## Problem details:
Within the entries below, the lines from the one with "config: &GenerationConfig) ->" through the one with "pub fn load_recent(data_root: &Path, extensions: &[String])" are to be set down exactly, both ends kept.

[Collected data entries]
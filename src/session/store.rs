use crate::session::{config_path, GenerationConfig, Session, SessionError, StagedKind, OUTPUT_PREFIX};
use std::fs;
use std::path::{Path, PathBuf};
use tracing::debug;

#[derive(Debug, Clone)]
pub struct SessionSummary {
    pub token: String,
    pub timestamp: String,
    pub dir: PathBuf,
    pub config: GenerationConfig,
    pub video: Option<PathBuf>,
}

impl SessionSummary {
    pub fn title(&self) -> String {
        let speakers = if self.config.is_two_speaker() { 2 } else { 1 };
        let marker = if self.video.is_some() { "video" } else { "no video" };
        format!("{} · {speakers}p · {marker}", self.token)
    }

    pub fn details(&self) -> String {
        let mut lines = vec![
            format!("Session ID: {}", self.token),
            format!("Created: {}", self.timestamp),
            format!("Directory: {}", self.dir.display()),
            format!("Prompt: {}", self.config.prompt),
            format!("Image: {}", self.config.cond_image),
        ];
        for (person, audio) in &self.config.cond_audio {
            lines.push(format!("Audio {person}: {audio}"));
        }
        if let Some(boxes) = &self.config.bbox {
            for (person, bbox) in boxes {
                lines.push(format!("Bbox {person}: {bbox}"));
            }
        }
        match &self.video {
            Some(video) => lines.push(format!("Video: {}", video.display())),
            None => lines.push("Video: none".to_string()),
        }
        lines.join("\n")
    }
}

pub fn stage_file(session: &Session, kind: StagedKind, source: &Path) -> Result<PathBuf, SessionError> {
    let dest = session.staged_path(kind, source);
    fs::copy(source, &dest).map_err(SessionError::io("copy", source))?;
    debug!(source = %source.display(), dest = %dest.display(), "staged input file");
    Ok(dest)
}

pub fn stage_output(session: &Session, video: &Path) -> Result<PathBuf, SessionError> {
    let file_name = video
        .file_name()
        .map(PathBuf::from)
        .unwrap_or_else(|| PathBuf::from(session.output_base_name()));
    let dest = session.dir.join(file_name);
    fs::copy(video, &dest).map_err(SessionError::io("copy", video))?;
    Ok(dest)
}

pub fn write_config(session: &Session, config: &GenerationConfig) -> Result<PathBuf, SessionError> {
    let final_path = session.config_path();
    let tmp_path = session.dir.join(format!("config_{}.json.tmp", session.token));
    let bytes = serde_json::to_vec_pretty(config)?;

    fs::write(&tmp_path, bytes).map_err(SessionError::io("write", &tmp_path))?;
    fs::rename(&tmp_path, &final_path).map_err(SessionError::io("rename", &tmp_path))?;
    Ok(final_path)
}

pub fn read_config_file(path: &Path) -> Result<GenerationConfig, String> {
    let data = fs::read(path).map_err(|err| format!("failed to read {}: {err}", path.display()))?;
    serde_json::from_slice(&data).map_err(|err| format!("failed to parse {}: {err}", path.display()))
}

pub fn find_video(dir: &Path, base_name: &str, extensions: &[String]) -> Option<PathBuf> {
    extensions
        .iter()
        .map(|ext| dir.join(format!("{base_name}{ext}")))
        .find(|candidate| candidate.is_file())
}

pub fn load_recent(data_root: &Path, extensions: &[String]) -> (Vec<SessionSummary>, Vec<String>) {
    let mut sessions = Vec::new();
    let mut warnings = Vec::new();

    let entries = match fs::read_dir(data_root) {
        Ok(entries) => entries,
        Err(err) if err.kind() == std::io::ErrorKind::NotFound => return (sessions, warnings),
        Err(err) => {
            warnings.push(format!(
                "failed to read data directory {}: {err}",
                data_root.display()
            ));
            return (sessions, warnings);
        }
    };

    for entry in entries.flatten() {
        let dir = entry.path();
        if !dir.is_dir() {
            continue;
        }
        let Some(name) = dir.file_name().and_then(|name| name.to_str()) else {
            continue;
        };
        let Some((timestamp, token)) = name.rsplit_once('_') else {
            continue;
        };

        let config_file = config_path(&dir, token);
        if !config_file.is_file() {
            continue;
        }

        match read_config_file(&config_file) {
            Ok(config) => {
                let video = find_video(&dir, &format!("{OUTPUT_PREFIX}_{token}"), extensions);
                sessions.push(SessionSummary {
                    token: token.to_string(),
                    timestamp: timestamp.to_string(),
                    dir,
                    config,
                    video,
                });
            }
            Err(err) => warnings.push(err),
        }
    }

    sessions.sort_by(|a, b| b.timestamp.cmp(&a.timestamp));
    (sessions, warnings)
}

## Response to the exercise:
pub fn write_config(session: &Session, config: &GenerationConfig) -> Result<PathBuf, SessionError> {
    let final_path = session.config_path();
    let tmp_path = session.dir.join(format!("config_{}.json.tmp", session.token));
    let bytes = serde_json::to_vec_pretty(config)?;

    fs::write(&tmp_path, bytes).map_err(SessionError::io("write", &tmp_path))?;
    fs::rename(&tmp_path, &final_path).map_err(SessionError::io("rename", &tmp_path))?;
    Ok(final_path)
}

pub fn read_config_file(path: &Path) -> Result<GenerationConfig, String> {
    let data = fs::read(path).map_err(|err| format!("failed to read {}: {err}", path.display()))?;
    serde_json::from_slice(&data).map_err(|err| format!("failed to parse {}: {err}", path.display()))
}

pub fn find_video(dir: &Path, base_name: &str, extensions: &[String]) -> Option<PathBuf> {
    extensions
        .iter()
        .map(|ext| dir.join(format!("{base_name}{ext}")))
        .find(|candidate| candidate.is_file())
}

pub fn load_recent(data_root: &Path, extensions: &[String]) -> (Vec<SessionSummary>, Vec<String>) {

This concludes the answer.